Directions:
Pull every line containing the word "CipherError" out of the material below.

Source data:
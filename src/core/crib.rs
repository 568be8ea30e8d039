// src/core/crib.rs
use crate::core::types::ALPHABET_LEN;
use crate::error::{CipherError, Result};

/// Recovers the key that turns `plain` into `cipher`, one letter per position.
///
/// Letters are numbered from 1 (A=1 .. Z=26) here, unlike the 0-based shift
/// codec. A shift of zero comes back as 26, i.e. 'z'. Feeding the result to
/// [`encrypt`](crate::core::shift::encrypt) with `OffsetConvention::One`
/// reproduces `cipher`.
///
/// Both words must consist of ASCII letters. That is the caller's job to
/// check; other characters still produce a letter, just not a meaningful one.
pub fn solve(plain: &str, cipher: &str) -> Result<String> {
    let plain_len = plain.chars().count();
    let cipher_len = cipher.chars().count();
    if plain_len != cipher_len {
        return Err(CipherError::LengthMismatch {
            plain: plain_len,
            cipher: cipher_len,
        });
    }

    Ok(plain
        .chars()
        .zip(cipher.chars())
        .map(|(p, c)| key_letter(p, c))
        .collect())
}

fn key_letter(plain: char, cipher: char) -> char {
    let plain_num = one_based(plain);
    let cipher_num = one_based(cipher);
    let mut shift = (cipher_num - plain_num).rem_euclid(ALPHABET_LEN as i64);
    if shift == 0 {
        shift = ALPHABET_LEN as i64;
    }
    (b'a' + (shift - 1) as u8) as char
}

fn one_based(c: char) -> i64 {
    c.to_ascii_uppercase() as i64 - 'A' as i64 + 1
}

#[cfg(test)]
mod tests {
    use super::*;

    #[test]
    fn cat_to_fdw_is_ccc() {
        assert_eq!(solve("cat", "fdw").unwrap(), "ccc");
    }

    #[test]
    fn identical_letters_give_z() {
        assert_eq!(solve("abc", "abc").unwrap(), "zzz");
    }

    #[test]
    fn case_does_not_matter() {
        assert_eq!(solve("HeLLo", "ifmmp").unwrap(), solve("hello", "IFMMP").unwrap());
        assert_eq!(solve("hello", "ifmmp").unwrap(), "aaaaa");
    }

    #[test]
    fn wraps_backwards() {
        // z(26) -> a(1): (1 - 26) mod 26 = 1 -> 'a'
        assert_eq!(solve("z", "a").unwrap(), "a");
        // b(2) -> a(1): (1 - 2) mod 26 = 25 -> 'y'
        assert_eq!(solve("b", "a").unwrap(), "y");
    }

    #[test]
    fn rejects_length_mismatch() {
        assert_eq!(
            solve("cat", "fdwx"),
            Err(CipherError::LengthMismatch { plain: 3, cipher: 4 })
        );
    }

    #[test]
    fn empty_words_give_empty_key() {
        assert_eq!(solve("", "").unwrap(), "");
    }

    #[test]
    fn non_letters_still_yield_lowercase_key() {
        for (plain, cipher) in [("c-t", "f1w"), ("é ", "\u{10FFFF}!")] {
            let key = solve(plain, cipher).unwrap();
            assert_eq!(key.chars().count(), plain.chars().count());
            assert!(key.chars().all(|c| c.is_ascii_lowercase()), "{key}");
        }
    }
}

Expected answer:
use crate::error::{CipherError, Result};
        return Err(CipherError::LengthMismatch {
            Err(CipherError::LengthMismatch { plain: 3, cipher: 4 })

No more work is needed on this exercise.